The Grand Prix at Amsterdam was of such high level, two of the judges (and me) had the pair on world record pace, even including the blip on final centerline.
Putting my money where my mouth is, in my opinion, the scores of 6 and 7 for the blip were exactly spot on. The Passage was minimum 9, the transition to piaffe was minimum 9, the piaffe itself was minimum 9—and then it looked as though Charlotte gave a half-halt in order to ensure that Valegro would take the necessary small-high step out into passage for another minimum 9 instead of the ‘leap-step’ seen all too often as a horse loses engagement when asked for forward . Instead of a half-halt step forward , Valegro ‘heard’ Halt. Charlotte immediately corrected, and off they went, minimum 9 passage and halt.
We used to marvel at and love the incredible partnership and harmony of Ed-and Toto, and frankly, I still do miss them. They have been the gold standard for what dressage is supposed to be about: the schooling of a horse to the point that the invisible communication (aka aids) results in a performance of seamless harmony and expression, rhythm and balance in every stride.
When we watch a pair perform, there is always ‘back-story’ going on: personal hardships, triumphs and despairs; the last performance and its score. For a long time, the story of Charlotte and ‘Blueberry’ seemed too perfect: 3 or 4 international Grand Prixs, all scores well over 70; team status for 2011 European Championships; elevation to super-star status at the Euros; the brilliance of the 2012 Olympics; the domination of 2013 World Cup and the setting of new world records; 2014 on track for even greater heights….
…Frankly, Aachen was a relief.
A loss of focus, a loss of rhythm—probably only Charlotte, Valegro and of course the incomparable Carl Hester really know what happened. Nevertheless, the exquisite timing necessary for one and two-tempis suddenly –pouf!- – went out the window and the focus inherent in great pirouettes went by the wayside. Look! They were fallible after all (the word ‘human’ seems unfair to hurl at Valegro who is far better than that).

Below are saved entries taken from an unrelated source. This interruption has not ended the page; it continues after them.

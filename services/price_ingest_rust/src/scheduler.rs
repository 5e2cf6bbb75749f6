//! Cron trigger for the ingestor.
//!
//! Each firing runs one independent tick in its own task; a slow tick does not
//! delay or block the next one.

use crate::ingestor::PriceIngestor;
use coinflow_rust_core::{IngestError, IngestResult, PriceRecord};
use std::sync::Arc;
use tokio_cron_scheduler::{Job, JobScheduler};
use tracing::{error, info, info_span, Instrument};
use uuid::Uuid;

/// Run one tick inside its own span and log the outcome
pub async fn run_tick(ingestor: Arc<PriceIngestor>) -> IngestResult<PriceRecord> {
    let tick_id = Uuid::new_v4();
    let span = info_span!("tick", %tick_id);

    async move {
        let result = ingestor.run_once().await;
        if let Err(e) = &result {
            error!(kind = e.kind(), "Tick failed: {}", e);
        }
        result
    }
    .instrument(span)
    .await
}

/// Build the job for `schedule` (six-field cron, seconds first)
pub fn create_job(schedule: &str, ingestor: Arc<PriceIngestor>) -> IngestResult<Job> {
    Job::new_async(schedule, move |_uuid, _l| {
        let ingestor = ingestor.clone();
        Box::pin(async move {
            // Errors are already logged by run_tick; the next firing is unaffected
            run_tick(ingestor).await.ok();
        })
    })
    .map_err(|e| IngestError::Configuration(format!("Invalid INGEST_SCHEDULE '{}': {}", schedule, e)))
}

/// Register the ingest job and start firing it
pub async fn start(schedule: &str, ingestor: Arc<PriceIngestor>) -> IngestResult<JobScheduler> {
    let job = create_job(schedule, ingestor)?;

    let sched = JobScheduler::new()
        .await
        .map_err(|e| IngestError::Configuration(format!("Failed to create scheduler: {}", e)))?;
    sched
        .add(job)
        .await
        .map_err(|e| IngestError::Configuration(format!("Failed to add ingest job: {}", e)))?;
    sched
        .start()
        .await
        .map_err(|e| IngestError::Configuration(format!("Failed to start scheduler: {}", e)))?;

    info!("Scheduler started ({})", schedule);
    Ok(sched)
}
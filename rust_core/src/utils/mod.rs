pub mod text;

#[cfg(test)]
pub(crate) mod mock_http;
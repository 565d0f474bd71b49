//! Chordwise station sampling.
//!
//! Surface curvature is concentrated at the leading edge, so stations are
//! not spaced evenly along the chord. The sampler uses a geometric taper:
//! successive values of a multiplier `k` (starting at 1, scaled by
//! `2^(1/(count-1))` each step) are mapped through `(k - 1)²`, which pins
//! the first station to 0, the last to 1, and packs the remainder towards
//! the leading edge.

use crate::naca::error::{FoilError, FoilResult};

/// Smallest station count that still yields a usable closed loop.
pub const MIN_STATIONS: usize = 5;

/// Generates `count` chordwise stations in `[0, 1]`.
///
/// The returned sequence is strictly increasing, starts at exactly 0 and
/// ends at 1 (to within floating-point rounding of the taper ratio).
///
/// # Errors
///
/// Returns [`FoilError::TooFewStations`] if `count` is below
/// [`MIN_STATIONS`].
#[allow(clippy::cast_precision_loss)] // station counts are far below 2^52
pub fn taper_sequence(count: usize) -> FoilResult<Vec<f64>> {
    if count < MIN_STATIONS {
        return Err(FoilError::TooFewStations {
            requested: count,
            minimum: MIN_STATIONS,
        });
    }

    let ratio = 2.0_f64.powf(1.0 / (count - 1) as f64);
    let mut k = 1.0_f64;
    let mut stations = Vec::with_capacity(count);
    for _ in 0..count {
        stations.push((k - 1.0) * (k - 1.0));
        k *= ratio;
    }
    Ok(stations)
}
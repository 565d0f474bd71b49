//! Error types for configuration operations.

use std::path::PathBuf;

use thiserror::Error;

/// Errors that can occur while loading or validating the configuration.
#[derive(Error, Debug)]
pub enum ConfigError {
    /// Configuration file could not be read.
    #[error("failed to read configuration file: {path}")]
    Read {
        /// Path to the configuration file.
        path: PathBuf,
        /// The underlying IO error.
        #[source]
        source: std::io::Error,
    },

    /// Configuration file could not be parsed.
    #[error("failed to parse configuration file: {path}")]
    Parse {
        /// Path to the configuration file.
        path: PathBuf,
        /// The underlying JSON error.
        #[source]
        source: serde_json::Error,
    },

    /// Configuration file not found.
    #[error("configuration file not found: {path}")]
    NotFound {
        /// Path where the configuration file was expected.
        path: PathBuf,
    },

    /// Configuration validation failed.
    #[error("configuration validation failed: {message}")]
    Validation {
        /// Description of the validation failure.
        message: String,
    },
}
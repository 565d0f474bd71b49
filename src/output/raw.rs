//! Two-column coordinate listing.
//!
//! One `x y` pair per line, eight decimal places, full loop order (upper
//! surface leading edge to trailing edge, then lower surface back).

use std::io;

use crate::naca::AirfoilProfile;

/// Writes the profile as a plain coordinate listing.
///
/// # Errors
///
/// Returns any I/O error raised by the sink.
pub fn write<W: io::Write>(out: &mut W, profile: &AirfoilProfile) -> io::Result<()> {
    for (x, y) in profile.points() {
        writeln!(out, "{x:.8} {y:.8}")?;
    }
    Ok(())
}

The eventual triumph at World Equestrian Games restored what has become the natural order: Charlotte and Valegro’s scores dominant enough to lift the British to team silver—helped by Carl Hester/Nip Tuck , and Michael Eilberg/Dynasty (Gareth Hughes/Nadonna drop score).
2015 is seeing something new from Charlotte and Valegro. The performances at Olympia, these latest ones at Amsterdam—we are seeing a horse in its prime, shining condition, muscles rippling, sup-pleness and power at the ready, matched by a rider equally athletic, equally at the ready, and willing to push herself wherever necessary to keep the focus, keep her own suppleness and power.
I still miss Ed-and-Toto and so heartily wish they were still a partnership and competing, but Charlotte and Valegro are pushing the gold standard to new heights, even without a top rival as stimulus.
Thank you to Carl Hester, whose deep involvement in this partnership, whose own humanity and generosity , and whose decision some years ago to let Peanuts ‘be a horse’ and live turned out has helped the sport to grow in this most welcome direction.
And a last-is-never-least thank you to co-owners of Valegro, Roly Luard and Anne Barrott. Because without the owners, without Team Hester, none of this might have happened.